FFDH Legal Strategy Spreads Around Nation
Students at Yale, Stanford, Princeton, MIT, and Vanderbilt Argue that Fossil Fuel Investments Aren’t Just Immoral, but Illegal
Last March, members of the Harvard community helped develop a legal strategy holding that the school’s fossil fuel investments weren’t just immoral, but illegal — a step that played a massive role in forcing the university to divest a few months later. Now, the legal movement is spreading, with students at Yale, Stanford, Princeton, MIT, and Vanderbilt taking steps to hold their own schools accountable for their dangerous investments earlier this month.
More press coverage can be found in the Washington Post, The Guardian, Grist, The Hill, and Inside Higher Ed
As with the Harvard case (and a seminal filing at Boston College in December), the five schools’ actions took the form of official complaints referring the institutions’ breaches of fiduciary duty for investigation and enforcement to the respective state attorneys general. The complaints, which are signed by a number of top climate scientists, financial experts, and legal scholars, note that fossil fuel holdings, are a dangerous long-term bet, fail to align with legal mandates surrounding charitable purposes, and often create significant conflicts of interest among members of university governance.

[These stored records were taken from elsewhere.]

//! Policy handlers

use axum::{extract::{Path, State}, http::StatusCode, Json};

use core_kernel::DocType;
use domain_workflow::{Action, ClaimIntake, PolicyPayment};

use crate::dto::policies::{CreateClaimRequest, PolicyPaymentRequest};
use crate::dto::{ActionsResponse, ArtifactResponse, DocumentResponse};
use crate::handlers::{validated, Caller};
use crate::{error::ApiError, AppState};

pub async fn actions(
    State(state): State<AppState>,
    Path(name): Path<String>,
) -> Result<Json<ActionsResponse>, ApiError> {
    let actions = state.workflow.available_actions(DocType::Policy, &name).await?;
    Ok(Json(ActionsResponse {
        doctype: DocType::Policy,
        name,
        actions,
    }))
}

/// Records and submits a premium payment
pub async fn record_payment(
    State(state): State<AppState>,
    Path(name): Path<String>,
    caller: Caller,
    Json(request): Json<PolicyPaymentRequest>,
) -> Result<Json<ArtifactResponse>, ApiError> {
    caller.authorize(Action::RecordPayment)?;
    let payment: PolicyPayment = validated(request)?.into();
    let entry = state
        .workflow
        .record_policy_payment(&name, &payment, caller.metadata())
        .await?;
    let message = format!("Payment {} recorded", entry.name);
    Ok(Json(ArtifactResponse::new(entry, message)))
}

pub async fn cancel(
    State(state): State<AppState>,
    Path(name): Path<String>,
    caller: Caller,
) -> Result<Json<DocumentResponse>, ApiError> {
    caller.authorize(Action::CancelPolicy)?;
    let doc = state.workflow.cancel_policy(&name, caller.metadata()).await?;
    Ok(Json(doc.into()))
}

/// Reports a claim against the policy
///
/// The date of loss is checked against the policy's cover as it is taken
/// from the request.
pub async fn create_claim(
    State(state): State<AppState>,
    Path(name): Path<String>,
    caller: Caller,
    Json(request): Json<CreateClaimRequest>,
) -> Result<(StatusCode, Json<DocumentResponse>), ApiError> {
    caller.authorize(Action::CreateClaim)?;
    let request = validated(request)?;
    let period = state.workflow.policy_coverage(&name).await?;

    let mut intake = ClaimIntake::new();
    intake.set_date_of_loss(request.date_of_loss, &period)?;
    if let Some(amount) = request.claim_amount {
        intake = intake.with_amount(amount);
    }
    if let Some(description) = request.description {
        intake = intake.with_description(description);
    }

    let claim = state
        .workflow
        .create_claim(&name, &intake, caller.metadata())
        .await?;
    Ok((StatusCode::CREATED, Json(claim.into())))
}
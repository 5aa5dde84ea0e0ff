//! Fuel type normalisation
//!
//! Registries return fuel as free text ("PETROL/CNG", "Diesel (BS-VI)").
//! The text is upper-cased and checked for each keyword in a fixed priority
//! order; the first keyword found decides the fuel type.

use serde::{Deserialize, Serialize};
use std::fmt;

/// Fuel type of a vehicle
#[derive(Debug, Clone, Copy, PartialEq, Eq, Hash, Serialize, Deserialize)]
pub enum FuelType {
    Petrol,
    Diesel,
    #[serde(rename = "CNG")]
    Cng,
    Electric,
    Hybrid,
    #[serde(rename = "LPG")]
    Lpg,
}

impl FuelType {
    /// Keyword match order
    pub const PRIORITY: [FuelType; 6] = [
        FuelType::Petrol,
        FuelType::Diesel,
        FuelType::Cng,
        FuelType::Electric,
        FuelType::Hybrid,
        FuelType::Lpg,
    ];

    /// Upper-case keyword searched for in registry text
    pub fn keyword(&self) -> &'static str {
        match self {
            FuelType::Petrol => "PETROL",
            FuelType::Diesel => "DIESEL",
            FuelType::Cng => "CNG",
            FuelType::Electric => "ELECTRIC",
            FuelType::Hybrid => "HYBRID",
            FuelType::Lpg => "LPG",
        }
    }

    /// Stored label
    pub fn label(&self) -> &'static str {
        match self {
            FuelType::Petrol => "Petrol",
            FuelType::Diesel => "Diesel",
            FuelType::Cng => "CNG",
            FuelType::Electric => "Electric",
            FuelType::Hybrid => "Hybrid",
            FuelType::Lpg => "LPG",
        }
    }

    /// Maps registry free text to a fuel type
    ///
    /// Returns `None` when no keyword occurs in the text.
    ///
    /// # Example
    ///
    /// ```rust
    /// use domain_vehicle::FuelType;
    ///
    /// assert_eq!(FuelType::from_registry_text("PETROL/CNG HYBRID"), Some(FuelType::Petrol));
    /// assert_eq!(FuelType::from_registry_text("cng"), Some(FuelType::Cng));
    /// assert_eq!(FuelType::from_registry_text("hydrogen"), None);
    /// ```
    pub fn from_registry_text(text: &str) -> Option<FuelType> {
        let upper = text.to_uppercase();
        Self::PRIORITY
            .iter()
            .copied()
            .find(|fuel| upper.contains(fuel.keyword()))
    }
}

impl fmt::Display for FuelType {
    fn fmt(&self, f: &mut fmt::Formatter<'_>) -> fmt::Result {
        f.write_str(self.label())
    }
}

#[cfg(test)]
mod tests {
    use super::*;

    #[test]
    fn test_first_keyword_in_priority_order_wins() {
        assert_eq!(FuelType::from_registry_text("PETROL/CNG HYBRID"), Some(FuelType::Petrol));
        assert_eq!(FuelType::from_registry_text("CNG/PETROL"), Some(FuelType::Petrol));
        assert_eq!(FuelType::from_registry_text("ELECTRIC/DIESEL"), Some(FuelType::Diesel));
        assert_eq!(FuelType::from_registry_text("HYBRID LPG"), Some(FuelType::Hybrid));
        assert_eq!(FuelType::from_registry_text("Electric(BOV) Hybrid"), Some(FuelType::Electric));
    }

    #[test]
    fn test_matching_ignores_case() {
        assert_eq!(FuelType::from_registry_text("diesel"), Some(FuelType::Diesel));
        assert_eq!(FuelType::from_registry_text("Lpg kit"), Some(FuelType::Lpg));
    }

    #[test]
    fn test_unmatched_text() {
        assert_eq!(FuelType::from_registry_text(""), None);
        assert_eq!(FuelType::from_registry_text("HYDROGEN"), None);
    }

    #[test]
    fn test_label_serialization() {
        assert_eq!(serde_json::to_value(FuelType::Cng).unwrap(), "CNG");
        assert_eq!(serde_json::to_value(FuelType::Petrol).unwrap(), "Petrol");
        let parsed: FuelType = serde_json::from_value(serde_json::json!("LPG")).unwrap();
        assert_eq!(parsed, FuelType::Lpg);
    }
}
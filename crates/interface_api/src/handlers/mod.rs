//! Request handlers

pub mod health;
pub mod proposals;
pub mod policies;
pub mod claims;
pub mod payments;
pub mod vehicles;
pub mod plans;

use axum::{extract::FromRequestParts, http::request::Parts};
use validator::Validate;

use core_kernel::OperationMetadata;
use domain_workflow::{authorize, authorize_claim_advance, Action, ClaimStatus};

use crate::auth::Claims;
use crate::error::ApiError;
use crate::middleware::CorrelationId;

/// The authenticated principal of a request
#[derive(Debug, Clone)]
pub struct Caller {
    pub claims: Claims,
    pub correlation_id: Option<String>,
}

impl Caller {
    pub fn metadata(&self) -> Option<OperationMetadata> {
        Some(self.claims.metadata(self.correlation_id.as_deref()))
    }

    /// Refuses with 403 unless the caller holds a role allowed to run `action`
    pub fn authorize(&self, action: Action) -> Result<(), ApiError> {
        authorize(action, &self.claims.roles)?;
        Ok(())
    }

    pub fn authorize_claim_advance(&self, target: ClaimStatus) -> Result<(), ApiError> {
        authorize_claim_advance(target, &self.claims.roles)?;
        Ok(())
    }
}

#[axum::async_trait]
impl<S> FromRequestParts<S> for Caller
where
    S: Send + Sync,
{
    type Rejection = ApiError;

    async fn from_request_parts(parts: &mut Parts, _state: &S) -> Result<Self, Self::Rejection> {
        let claims = parts
            .extensions
            .get::<Claims>()
            .cloned()
            .ok_or(ApiError::Unauthorized)?;
        let correlation_id = parts.extensions.get::<CorrelationId>().map(|c| c.0.clone());
        Ok(Self { claims, correlation_id })
    }
}

/// Runs the DTO's declarative checks
pub(crate) fn validated<T: Validate>(body: T) -> Result<T, ApiError> {
    body.validate()?;
    Ok(body)
}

“Our universities are amongst the world’s wealthiest and most prestigious institutions of higher education, and their investments in the fossil fuel industry — an industry whose actions place the health and future of students and the entire planet at risk — amount to nothing less than complicity in the climate crisis,” said Anna Liebowitz, an organizer with Divest Princeton.
Students at the five schools say that their decision to pursue this route was driven in large part by the success of this tactic at Harvard. For ten years prior to the filing, the university had made a policy of steadfastly refusing divestment, despite mounting evidence that such a stance was putting Harvard’s own institutional interests (and its endowment’s own bottom line) at risk. Although the university tried to ignore the complaint — in statements, spokespeople swore that the investments were prudent, and in interviews, Harvard leadership turned to extreme right-wing legal scholarship to dismiss the complaint’s arguments — experts say that it likely played a very significant role in forcing Harvard to commit to divestment last semester.
As a result of the Harvard victory, the legal landscape on fiduciary duty in an age of climate crisis is already shifting, and the five complaints are expected to contribute to growing momentum on this legal front. “The law can be a powerful ally in fighting climate change, but only if people are held accountable for actually following it. Universities have a duty to promote the public interest in exchange for their tax-exempt charitable status, and that duty is incompatible with fossil fuel investments,” said Alex Marquardt, a staff attorney at Climate Defense Project.
But while Harvard is beating these five peers on divestment, it continues to pass up opportunities to be a genuine leader on climate, say students. From advocating for an end to oil conflicts of interest in Harvard research to ensuring that the university fulfills its climate pledges and pursues just reinvestment of its resources, Fossil Fuel Divest Harvard continues to push for an institution that fulfills its potential and stands on the right side of this fight for a just and stable future.